As I drove away from home a couple hours later, I received a text about a lockdown on our school campus (which includes our house). I realized too late that I’d left our front door unlocked.
This might be it, I thought as I drove away. I might come home to face a criminal (I didn’t).
Or worse yet, our school might be under attack (It wasn’t, thank God).
Later that afternoon I left three kids home alone (in our cozy neighborhood consisting of ten other Christian families) to pick Jaden up from school.
I’d better kiss them all goodbye. Who knows what might happen to me or them once I leave this house? (Nothing did.)
My paranoia eased a little over the next couple days, but I’d entertained thoughts of disaster long enough that it refused to make a permanent exit. Any songs on the radio or verses in my head about trials made me uneasy. It took a little longer to fall asleep. Since I didn’t want to be caught by surprise, I had to imagine all the possibilities… turns out there are a lot of possibilities.
And so I entertained my old friends:
Could this be what God wanted for me with the thought of Luke 22:31?
I suppose the Lord very well could choose to warn me of trials to come, but even if He does, am I doomed to anxious thoughts that rob me of peace and joy?
Two of my favorites are Philippians 4:6-7.
One of my favorite books for dealing with the war of the mind (in addition to the Bible) is:
Who Switched Off My Brain? Controlling toxic thoughts and emotions by Dr.

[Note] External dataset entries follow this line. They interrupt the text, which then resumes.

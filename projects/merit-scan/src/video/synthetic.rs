use super::{StreamInfo, VideoSource};
use crate::error::{PipelineError, PipelineResult};
use image::{Rgb, RgbImage};
use std::time::Duration;

/// Generated video with a fixed frame rate, used for dry runs and tests.
pub struct SyntheticVideo {
    info: StreamInfo,
    fps: f64,
    next_tick: u64,
    position: Option<f64>,
    tick_delay: Option<Duration>,
    fail_at: Option<f64>,
}

impl SyntheticVideo {
    pub fn new(duration_seconds: f64, fps: f64, width: u32, height: u32) -> Self {
        Self {
            info: StreamInfo {
                duration_seconds,
                width,
                height,
                frame_rate: Some(fps),
            },
            fps,
            next_tick: 0,
            position: None,
            tick_delay: None,
            fail_at: None,
        }
    }

    /// Ten seconds of 640x360 at 30 fps, played back faster than real time.
    pub fn demo() -> Self {
        Self::new(10.0, 30.0, 640, 360).with_tick_delay(Duration::from_millis(5))
    }

    /// Sleeps on every decoded frame to emulate real-time playback.
    pub fn with_tick_delay(mut self, delay: Duration) -> Self {
        self.tick_delay = Some(delay);
        self
    }

    /// Raises a decode error once playback reaches `seconds`.
    pub fn failing_at(mut self, seconds: f64) -> Self {
        self.fail_at = Some(seconds);
        self
    }
}

impl VideoSource for SyntheticVideo {
    fn info(&self) -> &StreamInfo {
        &self.info
    }

    fn seek(&mut self, seconds: f64) -> PipelineResult<()> {
        self.next_tick = (seconds.max(0.0) * self.fps).ceil() as u64;
        self.position = None;
        Ok(())
    }

    fn advance(&mut self) -> PipelineResult<Option<f64>> {
        let t = self.next_tick as f64 / self.fps;
        if t >= self.info.duration_seconds {
            return Ok(None);
        }
        if let Some(fail_at) = self.fail_at {
            if t >= fail_at {
                return Err(PipelineError::MediaDecode(format!(
                    "corrupt packet at {:.3}s",
                    t
                )));
            }
        }
        if let Some(delay) = self.tick_delay {
            std::thread::sleep(delay);
        }

        self.next_tick += 1;
        self.position = Some(t);
        Ok(Some(t))
    }

    fn capture(&mut self) -> PipelineResult<RgbImage> {
        let t = self
            .position
            .ok_or_else(|| PipelineError::MediaDecode("no frame decoded yet".to_string()))?;
        let shade = ((t / self.info.duration_seconds.max(f64::EPSILON)) * 255.0) as u8;
        let (w, h) = (self.info.width.max(1), self.info.height.max(1));

        Ok(RgbImage::from_fn(w, h, |x, y| {
            Rgb([(x * 255 / w) as u8, (y * 255 / h) as u8, shade])
        }))
    }
}

#[cfg(test)]
mod tests {
    use super::*;

    #[test]
    fn test_ticks_cover_duration() {
        let mut video = SyntheticVideo::new(1.0, 30.0, 4, 4);
        let mut ticks = Vec::new();
        while let Some(t) = video.advance().unwrap() {
            ticks.push(t);
        }
        assert_eq!(ticks.len(), 30);
        assert_eq!(ticks[0], 0.0);
        assert!(ticks[29] < 1.0);
    }

    #[test]
    fn test_seek_and_failure() {
        let mut video = SyntheticVideo::new(2.0, 10.0, 4, 4).failing_at(1.5);
        assert!(video.capture().is_err());

        video.seek(1.0).unwrap();
        assert_eq!(video.advance().unwrap(), Some(1.0));
        assert_eq!(video.capture().unwrap().dimensions(), (4, 4));

        video.seek(1.5).unwrap();
        assert!(matches!(
            video.advance(),
            Err(PipelineError::MediaDecode(_))
        ));
    }
}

Caroline Leaf
You and I have heard that God’s Word renews our minds, but it is truly astounding to understand how that plays out scientifically.

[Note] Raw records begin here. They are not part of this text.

use super::{StreamInfo, VideoSource};
use crate::error::{PipelineError, PipelineResult};
use ffmpeg_next::ffi;
use image::RgbImage;
use std::path::Path;

fn decode_err(context: &str, e: impl std::fmt::Display) -> PipelineError {
    PipelineError::MediaDecode(format!("{}: {}", context, e))
}

/// Video source decoding in-process through libav (software decoding only).
pub struct FfmpegReader {
    input_ctx: ffmpeg_next::format::context::Input,
    decoder: ffmpeg_next::codec::decoder::Video,
    video_stream_index: usize,
    /// Seconds per stream timestamp unit
    time_base: f64,
    /// Lazily created on first frame (source format is only known then).
    scaler: Option<ffmpeg_next::software::scaling::Context>,
    info: StreamInfo,
    fps: f64,
    decoded_since_seek: u64,
    seek_origin: f64,
    /// Frames before this time are decoded and dropped after a seek.
    seek_target: Option<f64>,
    current: Option<ffmpeg_next::util::frame::Video>,
    reuse_packet: ffmpeg_next::codec::packet::Packet,
    eof_sent: bool,
}

// SAFETY: FfmpegReader is only ever driven from one blocking sampler thread at a time.
// The raw pointers inside ffmpeg-next types are not shared across threads.
unsafe impl Send for FfmpegReader {}

impl FfmpegReader {
    pub fn open(path: &Path) -> PipelineResult<Self> {
        ffmpeg_next::init().map_err(|e| decode_err("failed to initialize FFmpeg", e))?;

        if !path.exists() {
            return Err(PipelineError::MediaDecode(format!(
                "video file not found: {}",
                path.display()
            )));
        }

        let input_ctx =
            ffmpeg_next::format::input(&path).map_err(|e| decode_err("failed to open video", e))?;

        let video_stream = input_ctx
            .streams()
            .best(ffmpeg_next::media::Type::Video)
            .ok_or_else(|| {
                PipelineError::MediaDecode(format!("no video stream found in {}", path.display()))
            })?;
        let video_stream_index = video_stream.index();

        let rational_fps = video_stream.avg_frame_rate();
        let frame_rate = if rational_fps.denominator() > 0 && rational_fps.numerator() > 0 {
            Some(rational_fps.numerator() as f64 / rational_fps.denominator() as f64)
        } else {
            tracing::warn!("FfmpegReader: could not determine FPS");
            None
        };
        let tb = video_stream.time_base();
        let time_base = if tb.denominator() > 0 {
            tb.numerator() as f64 / tb.denominator() as f64
        } else {
            0.0
        };
        let duration_seconds = (input_ctx.duration() as f64 / ffi::AV_TIME_BASE as f64).max(0.0);

        let decoder_ctx =
            ffmpeg_next::codec::context::Context::from_parameters(video_stream.parameters())
                .map_err(|e| decode_err("failed to create decoder context", e))?;
        let decoder = decoder_ctx
            .decoder()
            .video()
            .map_err(|e| decode_err("failed to open video decoder", e))?;

        let info = StreamInfo {
            duration_seconds,
            width: decoder.width(),
            height: decoder.height(),
            frame_rate,
        };

        tracing::info!(
            "FfmpegReader: opened {}, duration={:.2}s, {}x{}, fps={:?}",
            path.display(),
            info.duration_seconds,
            info.width,
            info.height,
            info.frame_rate
        );

        Ok(Self {
            input_ctx,
            decoder,
            video_stream_index,
            time_base,
            scaler: None,
            info,
            fps: frame_rate.unwrap_or(crate::run_context::VideoMetadata::DEFAULT_FRAME_RATE),
            decoded_since_seek: 0,
            seek_origin: 0.0,
            seek_target: None,
            current: None,
            reuse_packet: ffmpeg_next::codec::packet::Packet::empty(),
            eof_sent: false,
        })
    }

    /// Pulls the next decoded frame, feeding packets as needed. `None` at end of stream.
    fn decode_next(&mut self) -> PipelineResult<Option<ffmpeg_next::util::frame::Video>> {
        let mut frame = ffmpeg_next::util::frame::Video::empty();
        loop {
            match self.decoder.receive_frame(&mut frame) {
                Ok(()) => return Ok(Some(frame)),
                Err(ffmpeg_next::Error::Other { errno: ffi::EAGAIN }) => {
                    if self.eof_sent {
                        return Ok(None);
                    }
                }
                Err(ffmpeg_next::Error::Eof) => return Ok(None),
                Err(e) => return Err(decode_err("decoder error", e)),
            }

            let mut found_packet = false;
            while self.reuse_packet.read(&mut self.input_ctx).is_ok() {
                if self.reuse_packet.stream() == self.video_stream_index {
                    self.decoder
                        .send_packet(&self.reuse_packet)
                        .map_err(|e| decode_err("failed to send packet to decoder", e))?;
                    found_packet = true;
                    break;
                }
            }

            if !found_packet {
                self.decoder
                    .send_eof()
                    .map_err(|e| decode_err("failed to send EOF to decoder", e))?;
                self.eof_sent = true;
            }
        }
    }

    fn presentation_time(&self, frame: &ffmpeg_next::util::frame::Video) -> f64 {
        match frame.timestamp() {
            Some(pts) if self.time_base > 0.0 => pts as f64 * self.time_base,
            _ => self.seek_origin + self.decoded_since_seek as f64 / self.fps,
        }
    }
}

impl VideoSource for FfmpegReader {
    fn info(&self) -> &StreamInfo {
        &self.info
    }

    fn seek(&mut self, seconds: f64) -> PipelineResult<()> {
        let seconds = seconds.max(0.0);
        let timestamp = (seconds * ffi::AV_TIME_BASE as f64) as i64;
        self.input_ctx
            .seek(timestamp, ..timestamp)
            .map_err(|e| decode_err("failed to seek", e))?;
        self.decoder.flush();
        self.eof_sent = false;
        self.scaler = None;
        self.current = None;
        self.decoded_since_seek = 0;
        self.seek_origin = seconds;
        self.seek_target = Some(seconds);
        Ok(())
    }

    fn advance(&mut self) -> PipelineResult<Option<f64>> {
        loop {
            let Some(frame) = self.decode_next()? else {
                self.current = None;
                return Ok(None);
            };
            let t = self.presentation_time(&frame);
            self.decoded_since_seek += 1;

            // Keyframe seeks land early; drop frames until the requested time
            if let Some(target) = self.seek_target {
                if t + 1e-6 < target {
                    continue;
                }
                self.seek_target = None;
            }

            self.current = Some(frame);
            return Ok(Some(t));
        }
    }

    fn capture(&mut self) -> PipelineResult<RgbImage> {
        let frame = self
            .current
            .as_ref()
            .ok_or_else(|| PipelineError::MediaDecode("no frame decoded yet".to_string()))?;
        let (width, height) = (frame.width(), frame.height());

        if self.scaler.is_none() {
            let scaler = ffmpeg_next::software::scaling::Context::get(
                frame.format(),
                width,
                height,
                ffmpeg_next::format::Pixel::RGB24,
                width,
                height,
                ffmpeg_next::software::scaling::Flags::BILINEAR,
            )
            .map_err(|e| decode_err("failed to create scaler", e))?;
            self.scaler = Some(scaler);
        }
        let scaler = self
            .scaler
            .as_mut()
            .ok_or_else(|| PipelineError::MediaDecode("scaler unavailable".to_string()))?;

        let mut rgb = ffmpeg_next::util::frame::Video::empty();
        scaler
            .run(frame, &mut rgb)
            .map_err(|e| decode_err("scaler failed", e))?;

        // Rows are padded to the stride; copy the packed pixels out
        let stride = rgb.stride(0);
        let row_len = width as usize * 3;
        let data = rgb.data(0);
        let mut pixels = Vec::with_capacity(row_len * height as usize);
        for y in 0..height as usize {
            let start = y * stride;
            pixels.extend_from_slice(&data[start..start + row_len]);
        }

        RgbImage::from_raw(width, height, pixels)
            .ok_or_else(|| PipelineError::MediaDecode("frame buffer size mismatch".to_string()))
    }
}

Thoughts are basically electrical impulses, chemicals and neurons. They look like a tree with branches. As the thoughts grow and become permanent, more branches grow and the connections become stronger.
As we change our thinking, some branches go away, new ones form, the strength of the connections change, and the memories network with other thoughts (Leaf 19-20).

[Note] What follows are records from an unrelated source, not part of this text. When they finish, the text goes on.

use crate::error::{PipelineError, PipelineResult};
use crate::pipeline::types::DetectedFrame;
use crate::video::{encode_data_url, VideoSource};
use tokio_util::sync::CancellationToken;

/// Slack when comparing playback distance against the sampling interval
const INTERVAL_TOLERANCE: f64 = 1e-6;

/// Where a sampling run stands, carried across pause/resume so numbering
/// continues strictly after the last captured frame.
#[derive(Debug, Clone, Copy, Default, PartialEq)]
pub struct SamplerCursor {
    pub next_frame_number: u64,
    pub last_captured: Option<f64>,
}

impl SamplerCursor {
    pub fn is_fresh(&self) -> bool {
        self.next_frame_number == 0 && self.last_captured.is_none()
    }
}

#[derive(Debug, Clone, Copy, PartialEq)]
pub enum SamplerOutcome {
    /// Playback reached the end of the timeline
    Finished(SamplerCursor),
    /// The cancellation token was observed; playback stopped where it was
    Stopped(SamplerCursor),
}

/// Turns a video timeline into a sequence of captured stills.
#[derive(Debug, Clone, Copy)]
pub struct FrameSampler {
    sampling_rate: f64,
}

impl FrameSampler {
    pub fn new(sampling_rate: f64) -> PipelineResult<Self> {
        if !sampling_rate.is_finite() || sampling_rate <= 0.0 {
            return Err(PipelineError::Configuration(format!(
                "sampling rate must be a positive number, got {}",
                sampling_rate
            )));
        }
        Ok(Self { sampling_rate })
    }

    pub fn interval_seconds(&self) -> f64 {
        1.0 / self.sampling_rate
    }

    /// Drives `video` forward tick by tick, capturing a frame whenever at
    /// least one sampling interval of playback has elapsed since the last
    /// capture. `on_progress(percent, current_time)` fires on every tick.
    ///
    /// A fresh cursor rewinds to the start; otherwise playback continues from
    /// wherever the source currently is. Cancellation is checked before each
    /// tick and ends the run with `SamplerOutcome::Stopped`, never an error.
    pub fn extract(
        &self,
        video: &mut dyn VideoSource,
        mut cursor: SamplerCursor,
        on_frame: &mut dyn FnMut(DetectedFrame),
        on_progress: &mut dyn FnMut(f64, f64),
        cancel: &CancellationToken,
    ) -> PipelineResult<SamplerOutcome> {
        let duration = video.info().duration_seconds;
        if !duration.is_finite() || duration <= 0.0 {
            tracing::info!("Video has no usable duration, nothing to sample");
            return Ok(SamplerOutcome::Finished(cursor));
        }

        if cursor.is_fresh() {
            video.seek(0.0)?;
        }

        let interval = self.interval_seconds();

        loop {
            if cancel.is_cancelled() {
                tracing::debug!(
                    "Sampling stopped before frame {}",
                    cursor.next_frame_number
                );
                return Ok(SamplerOutcome::Stopped(cursor));
            }

            let Some(current) = video.advance()? else {
                break;
            };
            if current >= duration {
                break;
            }

            let due = match cursor.last_captured {
                None => true,
                Some(last) => current - last >= interval - INTERVAL_TOLERANCE,
            };

            if due {
                let still = video.capture()?;
                let image_url = encode_data_url(&still)?;
                on_frame(DetectedFrame::sampled(
                    cursor.next_frame_number,
                    current,
                    image_url,
                ));
                cursor.next_frame_number += 1;
                cursor.last_captured = Some(current);
            }

            on_progress((current / duration * 100.0).min(100.0), current);
        }

        Ok(SamplerOutcome::Finished(cursor))
    }
}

Dr. Leaf goes on to explain that when a thought is formed, information then swirls through our hippocampus to the front of our brain for the next 24 to 48 hours, constantly being amplified, molded, and changed. We either reinforce the thought the way it is, or change it in some way.
Proteins are made and used to grow new branches to hold your thoughts, a process called protein synthesis. So, if we don’t get rid of the thought we reinforce it. This is quite phenomenal because science is confirming that we can choose to interfere with protein synthesis by our free will. If you say you “can’t” or “won’t,” this is a decision of your free will and will actually cause protein synthesis and changes in the real estate of your brain. Now “bringing into captivity every thought” (2 Corinthians 10:5 KJV) starts to become a lot more important. Thoughts are constantly remodeled by the “renewing of your mind” (Romans 12:2 NIV).
When we do this, we actually change the physical structure (called neuroplasticity) of the brain… (Leaf 59-61).
I am reminded:
I am not enslaved to my current toxic thoughts: My mind can be renewed.
Even if the Lord is trying to tell me something through his warning to Simon Peter…
Even if the very worst case scenario should happen…
I have a choice!
When I’m afraid…
“I will never leave you nor forsake you.” (Heb. 13:5)
When I’m overwhelmed…
“My grace is sufficient for you, for My strength is made perfect in weakness.” (2 Cor. 12:9)
When I fear Satan’s attacks…
“in all these things we are more than conquerors through Him who loved us.” (Rom. 8:37).
By the power of the Holy Spirit, I can literally change my mind.